━━━━━ SOURCE INFORMATION ━━━━━

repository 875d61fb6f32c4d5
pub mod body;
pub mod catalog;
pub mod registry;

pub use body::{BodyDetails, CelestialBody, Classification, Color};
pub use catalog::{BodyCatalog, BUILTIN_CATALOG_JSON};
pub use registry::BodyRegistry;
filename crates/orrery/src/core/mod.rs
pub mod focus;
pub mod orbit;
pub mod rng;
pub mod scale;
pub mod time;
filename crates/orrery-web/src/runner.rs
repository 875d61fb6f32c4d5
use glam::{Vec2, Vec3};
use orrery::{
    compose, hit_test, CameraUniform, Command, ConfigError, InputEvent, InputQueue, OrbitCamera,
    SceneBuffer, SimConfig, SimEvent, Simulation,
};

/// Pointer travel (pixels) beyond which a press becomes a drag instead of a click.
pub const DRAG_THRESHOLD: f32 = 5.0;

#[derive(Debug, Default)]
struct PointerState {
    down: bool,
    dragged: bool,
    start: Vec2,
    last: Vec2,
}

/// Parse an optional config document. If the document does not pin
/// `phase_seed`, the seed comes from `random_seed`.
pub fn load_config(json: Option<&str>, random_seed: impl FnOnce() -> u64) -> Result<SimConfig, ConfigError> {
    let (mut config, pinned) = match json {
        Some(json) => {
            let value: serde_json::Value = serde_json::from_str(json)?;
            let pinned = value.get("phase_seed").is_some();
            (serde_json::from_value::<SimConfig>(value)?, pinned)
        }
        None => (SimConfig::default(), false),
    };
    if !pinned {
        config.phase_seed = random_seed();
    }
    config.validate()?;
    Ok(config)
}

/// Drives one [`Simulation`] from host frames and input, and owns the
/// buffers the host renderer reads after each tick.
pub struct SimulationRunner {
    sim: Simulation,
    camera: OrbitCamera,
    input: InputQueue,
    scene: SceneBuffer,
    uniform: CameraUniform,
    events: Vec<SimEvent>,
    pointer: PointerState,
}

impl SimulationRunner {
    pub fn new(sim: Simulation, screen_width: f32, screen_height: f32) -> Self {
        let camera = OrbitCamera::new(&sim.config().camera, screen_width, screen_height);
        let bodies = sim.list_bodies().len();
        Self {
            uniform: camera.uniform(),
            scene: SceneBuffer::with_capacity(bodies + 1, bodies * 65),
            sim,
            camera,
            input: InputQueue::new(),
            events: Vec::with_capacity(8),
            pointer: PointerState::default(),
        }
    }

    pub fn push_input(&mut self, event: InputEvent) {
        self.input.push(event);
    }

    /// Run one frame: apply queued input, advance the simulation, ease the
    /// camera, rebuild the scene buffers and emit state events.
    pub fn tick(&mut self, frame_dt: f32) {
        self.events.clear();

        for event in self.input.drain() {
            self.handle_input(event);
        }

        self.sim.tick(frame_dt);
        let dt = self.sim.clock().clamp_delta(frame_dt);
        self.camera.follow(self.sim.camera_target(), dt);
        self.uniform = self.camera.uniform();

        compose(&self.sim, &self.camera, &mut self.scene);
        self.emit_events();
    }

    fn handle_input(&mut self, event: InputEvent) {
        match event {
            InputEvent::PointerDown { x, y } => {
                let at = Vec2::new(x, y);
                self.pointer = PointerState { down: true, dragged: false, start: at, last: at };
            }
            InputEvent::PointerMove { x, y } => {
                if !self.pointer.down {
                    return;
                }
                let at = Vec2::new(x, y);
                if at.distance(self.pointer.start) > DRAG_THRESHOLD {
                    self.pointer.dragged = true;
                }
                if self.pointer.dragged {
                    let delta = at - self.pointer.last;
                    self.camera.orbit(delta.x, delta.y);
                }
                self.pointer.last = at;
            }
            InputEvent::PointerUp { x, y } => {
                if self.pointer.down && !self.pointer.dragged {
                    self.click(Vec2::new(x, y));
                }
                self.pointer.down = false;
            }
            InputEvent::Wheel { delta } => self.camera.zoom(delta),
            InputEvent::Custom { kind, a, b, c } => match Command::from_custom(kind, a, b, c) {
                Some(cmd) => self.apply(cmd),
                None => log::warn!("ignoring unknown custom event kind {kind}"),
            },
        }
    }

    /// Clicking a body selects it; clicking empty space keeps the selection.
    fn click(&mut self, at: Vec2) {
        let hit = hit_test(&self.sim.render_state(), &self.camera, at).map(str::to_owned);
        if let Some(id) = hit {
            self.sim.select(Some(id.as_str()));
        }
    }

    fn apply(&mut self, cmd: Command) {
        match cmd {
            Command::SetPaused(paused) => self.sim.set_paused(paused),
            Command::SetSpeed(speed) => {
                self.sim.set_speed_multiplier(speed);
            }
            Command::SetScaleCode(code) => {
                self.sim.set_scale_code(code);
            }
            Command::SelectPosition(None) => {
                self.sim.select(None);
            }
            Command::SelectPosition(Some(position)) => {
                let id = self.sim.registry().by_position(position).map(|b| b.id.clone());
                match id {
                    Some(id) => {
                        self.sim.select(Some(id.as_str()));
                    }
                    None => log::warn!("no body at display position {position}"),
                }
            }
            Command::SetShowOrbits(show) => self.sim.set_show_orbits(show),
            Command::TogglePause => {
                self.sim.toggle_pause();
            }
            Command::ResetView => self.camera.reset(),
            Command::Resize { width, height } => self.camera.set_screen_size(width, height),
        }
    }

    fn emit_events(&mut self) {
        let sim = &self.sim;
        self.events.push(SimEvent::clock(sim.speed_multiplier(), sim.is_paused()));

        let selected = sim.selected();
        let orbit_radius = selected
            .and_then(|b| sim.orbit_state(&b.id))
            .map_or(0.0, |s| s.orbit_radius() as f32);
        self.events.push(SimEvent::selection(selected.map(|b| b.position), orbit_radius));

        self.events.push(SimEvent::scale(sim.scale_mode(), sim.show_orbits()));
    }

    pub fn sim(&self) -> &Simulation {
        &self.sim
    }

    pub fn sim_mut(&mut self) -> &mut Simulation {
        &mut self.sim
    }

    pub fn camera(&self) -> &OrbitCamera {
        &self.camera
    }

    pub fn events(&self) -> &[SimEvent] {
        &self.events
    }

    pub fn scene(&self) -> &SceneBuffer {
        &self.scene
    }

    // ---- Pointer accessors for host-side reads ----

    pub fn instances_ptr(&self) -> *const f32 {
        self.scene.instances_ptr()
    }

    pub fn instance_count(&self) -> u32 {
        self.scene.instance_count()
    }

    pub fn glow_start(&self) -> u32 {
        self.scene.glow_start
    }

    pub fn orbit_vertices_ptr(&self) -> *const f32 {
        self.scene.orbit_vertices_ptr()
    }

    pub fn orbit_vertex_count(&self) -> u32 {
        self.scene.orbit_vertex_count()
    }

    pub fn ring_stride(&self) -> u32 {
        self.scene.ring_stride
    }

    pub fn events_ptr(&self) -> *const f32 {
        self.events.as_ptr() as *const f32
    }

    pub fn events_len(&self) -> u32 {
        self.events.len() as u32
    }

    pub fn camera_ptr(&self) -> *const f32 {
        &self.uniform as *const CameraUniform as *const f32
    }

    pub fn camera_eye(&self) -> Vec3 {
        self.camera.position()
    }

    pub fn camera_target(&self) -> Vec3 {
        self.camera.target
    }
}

━━━━━
━━━━━ SOURCE INFORMATION ━━━━━

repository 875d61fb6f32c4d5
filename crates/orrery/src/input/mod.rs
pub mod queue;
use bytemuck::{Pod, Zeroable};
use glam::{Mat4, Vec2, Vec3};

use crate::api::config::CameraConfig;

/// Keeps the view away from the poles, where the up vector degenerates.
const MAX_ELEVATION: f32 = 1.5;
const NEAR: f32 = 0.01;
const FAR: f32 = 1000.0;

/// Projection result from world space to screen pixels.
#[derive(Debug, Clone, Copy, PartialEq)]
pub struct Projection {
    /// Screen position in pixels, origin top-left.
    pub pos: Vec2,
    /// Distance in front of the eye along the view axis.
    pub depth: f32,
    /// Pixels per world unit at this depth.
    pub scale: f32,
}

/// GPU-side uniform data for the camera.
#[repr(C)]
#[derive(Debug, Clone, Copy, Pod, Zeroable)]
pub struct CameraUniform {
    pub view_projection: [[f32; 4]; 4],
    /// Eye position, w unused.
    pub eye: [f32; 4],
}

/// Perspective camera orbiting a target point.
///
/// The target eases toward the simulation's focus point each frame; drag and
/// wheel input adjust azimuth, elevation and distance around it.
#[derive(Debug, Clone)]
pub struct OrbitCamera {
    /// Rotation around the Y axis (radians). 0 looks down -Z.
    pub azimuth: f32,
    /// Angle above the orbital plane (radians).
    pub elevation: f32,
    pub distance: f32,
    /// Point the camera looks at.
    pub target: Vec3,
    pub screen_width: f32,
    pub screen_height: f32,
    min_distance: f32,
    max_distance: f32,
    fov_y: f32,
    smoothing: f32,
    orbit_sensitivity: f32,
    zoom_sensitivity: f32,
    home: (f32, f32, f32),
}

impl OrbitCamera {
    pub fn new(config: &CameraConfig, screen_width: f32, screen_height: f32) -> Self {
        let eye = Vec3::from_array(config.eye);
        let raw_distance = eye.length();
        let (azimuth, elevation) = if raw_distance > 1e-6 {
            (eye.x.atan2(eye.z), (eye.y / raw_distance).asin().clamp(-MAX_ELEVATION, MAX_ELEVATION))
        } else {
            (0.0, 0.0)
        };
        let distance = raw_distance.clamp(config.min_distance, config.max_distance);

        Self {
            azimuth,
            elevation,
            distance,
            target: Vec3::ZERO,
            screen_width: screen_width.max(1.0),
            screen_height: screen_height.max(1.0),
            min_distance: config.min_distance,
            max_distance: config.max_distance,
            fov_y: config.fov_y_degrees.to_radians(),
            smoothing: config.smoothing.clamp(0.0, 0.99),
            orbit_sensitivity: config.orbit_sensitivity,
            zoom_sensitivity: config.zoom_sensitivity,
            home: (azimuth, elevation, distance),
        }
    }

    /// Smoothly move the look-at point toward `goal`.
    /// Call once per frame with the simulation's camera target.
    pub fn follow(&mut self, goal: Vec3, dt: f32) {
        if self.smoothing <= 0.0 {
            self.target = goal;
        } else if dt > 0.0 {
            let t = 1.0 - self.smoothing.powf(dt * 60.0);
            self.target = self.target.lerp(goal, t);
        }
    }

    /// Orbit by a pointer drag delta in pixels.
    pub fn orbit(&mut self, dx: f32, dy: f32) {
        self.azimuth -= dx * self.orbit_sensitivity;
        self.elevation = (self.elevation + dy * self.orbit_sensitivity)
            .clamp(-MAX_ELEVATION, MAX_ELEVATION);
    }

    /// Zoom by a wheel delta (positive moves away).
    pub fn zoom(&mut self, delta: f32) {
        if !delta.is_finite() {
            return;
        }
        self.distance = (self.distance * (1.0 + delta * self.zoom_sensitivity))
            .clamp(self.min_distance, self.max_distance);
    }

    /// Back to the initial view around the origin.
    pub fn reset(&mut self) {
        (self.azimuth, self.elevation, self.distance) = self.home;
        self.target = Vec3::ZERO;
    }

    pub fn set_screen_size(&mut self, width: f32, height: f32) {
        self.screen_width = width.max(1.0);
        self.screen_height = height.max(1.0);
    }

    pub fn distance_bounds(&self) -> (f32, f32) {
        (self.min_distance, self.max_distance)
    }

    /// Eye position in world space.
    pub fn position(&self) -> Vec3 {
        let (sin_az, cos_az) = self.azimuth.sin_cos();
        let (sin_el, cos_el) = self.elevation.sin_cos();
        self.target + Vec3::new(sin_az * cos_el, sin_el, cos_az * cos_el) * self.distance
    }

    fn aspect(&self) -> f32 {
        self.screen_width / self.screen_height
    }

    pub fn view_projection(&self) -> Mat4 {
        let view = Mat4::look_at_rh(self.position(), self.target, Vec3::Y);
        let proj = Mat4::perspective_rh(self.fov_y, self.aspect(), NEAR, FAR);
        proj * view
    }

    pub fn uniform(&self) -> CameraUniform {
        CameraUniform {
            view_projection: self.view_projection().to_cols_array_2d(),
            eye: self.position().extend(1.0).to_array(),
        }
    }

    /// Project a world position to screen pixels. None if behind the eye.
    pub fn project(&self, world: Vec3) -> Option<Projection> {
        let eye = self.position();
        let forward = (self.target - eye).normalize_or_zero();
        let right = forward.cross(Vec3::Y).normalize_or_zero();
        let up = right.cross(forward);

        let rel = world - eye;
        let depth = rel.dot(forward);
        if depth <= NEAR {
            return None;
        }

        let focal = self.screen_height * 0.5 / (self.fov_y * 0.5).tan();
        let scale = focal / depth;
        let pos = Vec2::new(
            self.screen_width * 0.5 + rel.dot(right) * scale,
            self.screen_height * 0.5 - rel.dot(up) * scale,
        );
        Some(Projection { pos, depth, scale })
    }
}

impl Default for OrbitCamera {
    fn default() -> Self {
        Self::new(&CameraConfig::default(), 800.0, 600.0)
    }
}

━━━━━
━━━━━ SOURCE INFORMATION ━━━━━

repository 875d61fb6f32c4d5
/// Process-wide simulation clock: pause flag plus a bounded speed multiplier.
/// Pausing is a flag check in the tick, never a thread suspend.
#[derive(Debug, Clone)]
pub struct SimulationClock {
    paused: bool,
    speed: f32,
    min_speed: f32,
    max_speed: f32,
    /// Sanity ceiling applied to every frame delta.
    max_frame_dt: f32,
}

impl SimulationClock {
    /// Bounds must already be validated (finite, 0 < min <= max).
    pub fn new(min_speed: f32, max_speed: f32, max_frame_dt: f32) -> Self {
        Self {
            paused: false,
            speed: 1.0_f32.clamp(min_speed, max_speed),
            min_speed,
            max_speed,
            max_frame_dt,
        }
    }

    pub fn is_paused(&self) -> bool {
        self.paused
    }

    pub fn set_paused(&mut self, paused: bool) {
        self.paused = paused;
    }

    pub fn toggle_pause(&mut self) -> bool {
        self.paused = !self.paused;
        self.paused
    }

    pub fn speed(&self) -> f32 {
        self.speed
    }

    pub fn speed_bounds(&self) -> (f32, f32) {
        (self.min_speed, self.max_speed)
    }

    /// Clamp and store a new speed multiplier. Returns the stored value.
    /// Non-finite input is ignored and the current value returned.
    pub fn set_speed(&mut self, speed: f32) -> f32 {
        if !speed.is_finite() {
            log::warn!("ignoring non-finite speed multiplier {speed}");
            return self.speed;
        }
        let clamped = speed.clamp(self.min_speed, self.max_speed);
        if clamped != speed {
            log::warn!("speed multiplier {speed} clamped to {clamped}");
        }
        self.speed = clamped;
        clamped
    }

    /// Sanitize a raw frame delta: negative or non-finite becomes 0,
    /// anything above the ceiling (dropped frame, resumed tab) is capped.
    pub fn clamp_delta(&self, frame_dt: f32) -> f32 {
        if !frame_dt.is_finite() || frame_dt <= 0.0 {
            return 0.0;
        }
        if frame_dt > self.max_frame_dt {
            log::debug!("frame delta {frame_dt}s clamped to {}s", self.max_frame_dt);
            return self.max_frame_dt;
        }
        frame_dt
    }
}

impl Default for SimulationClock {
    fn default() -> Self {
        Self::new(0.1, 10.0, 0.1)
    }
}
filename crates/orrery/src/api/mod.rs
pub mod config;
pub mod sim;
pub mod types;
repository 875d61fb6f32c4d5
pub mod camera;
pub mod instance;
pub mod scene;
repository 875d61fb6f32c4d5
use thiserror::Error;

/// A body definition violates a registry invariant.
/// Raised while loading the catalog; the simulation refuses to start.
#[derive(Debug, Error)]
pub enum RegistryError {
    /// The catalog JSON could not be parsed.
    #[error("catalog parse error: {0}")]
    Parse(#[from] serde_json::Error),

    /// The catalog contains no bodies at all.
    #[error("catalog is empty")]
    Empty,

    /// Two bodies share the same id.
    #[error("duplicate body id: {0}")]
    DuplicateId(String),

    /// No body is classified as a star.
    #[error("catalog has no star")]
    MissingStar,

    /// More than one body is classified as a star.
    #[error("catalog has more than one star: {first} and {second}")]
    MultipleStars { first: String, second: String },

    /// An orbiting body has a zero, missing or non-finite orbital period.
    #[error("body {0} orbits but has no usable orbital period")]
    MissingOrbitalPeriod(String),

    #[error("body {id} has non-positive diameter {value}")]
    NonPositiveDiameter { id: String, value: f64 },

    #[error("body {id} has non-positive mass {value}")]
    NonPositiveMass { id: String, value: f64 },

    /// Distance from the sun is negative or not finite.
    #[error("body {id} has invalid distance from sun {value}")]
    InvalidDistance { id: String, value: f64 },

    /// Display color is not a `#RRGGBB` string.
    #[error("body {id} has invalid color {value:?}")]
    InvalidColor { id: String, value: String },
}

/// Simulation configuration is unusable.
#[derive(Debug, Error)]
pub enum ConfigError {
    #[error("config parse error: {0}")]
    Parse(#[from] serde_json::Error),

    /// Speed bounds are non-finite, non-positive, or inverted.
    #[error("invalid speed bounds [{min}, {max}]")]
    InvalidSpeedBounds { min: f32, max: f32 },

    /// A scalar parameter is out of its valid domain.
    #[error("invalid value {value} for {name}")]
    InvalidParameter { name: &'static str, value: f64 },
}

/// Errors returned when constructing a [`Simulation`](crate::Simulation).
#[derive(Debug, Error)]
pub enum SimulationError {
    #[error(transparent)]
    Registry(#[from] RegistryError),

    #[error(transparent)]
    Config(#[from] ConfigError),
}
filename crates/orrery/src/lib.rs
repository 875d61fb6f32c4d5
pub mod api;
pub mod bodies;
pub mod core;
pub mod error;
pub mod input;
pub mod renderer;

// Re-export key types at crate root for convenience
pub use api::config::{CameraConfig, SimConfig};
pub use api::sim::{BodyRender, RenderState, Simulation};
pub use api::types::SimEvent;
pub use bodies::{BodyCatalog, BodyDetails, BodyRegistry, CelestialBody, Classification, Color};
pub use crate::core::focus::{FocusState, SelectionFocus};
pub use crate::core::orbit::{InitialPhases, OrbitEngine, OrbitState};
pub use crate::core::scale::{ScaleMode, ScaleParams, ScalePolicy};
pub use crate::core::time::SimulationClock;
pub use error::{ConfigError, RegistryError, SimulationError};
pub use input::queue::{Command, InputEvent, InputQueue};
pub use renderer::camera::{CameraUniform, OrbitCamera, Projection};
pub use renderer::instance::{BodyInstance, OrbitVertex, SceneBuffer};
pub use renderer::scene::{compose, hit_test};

━━━━━

◆ **THE TASK**:
Go through the material above and copy each line that has the word "BodyRegistry".

◆ **RESULT FOR THIS TASK**:
pub use registry::BodyRegistry;
pub use bodies::{BodyCatalog, BodyDetails, BodyRegistry, CelestialBody, Classification, Color};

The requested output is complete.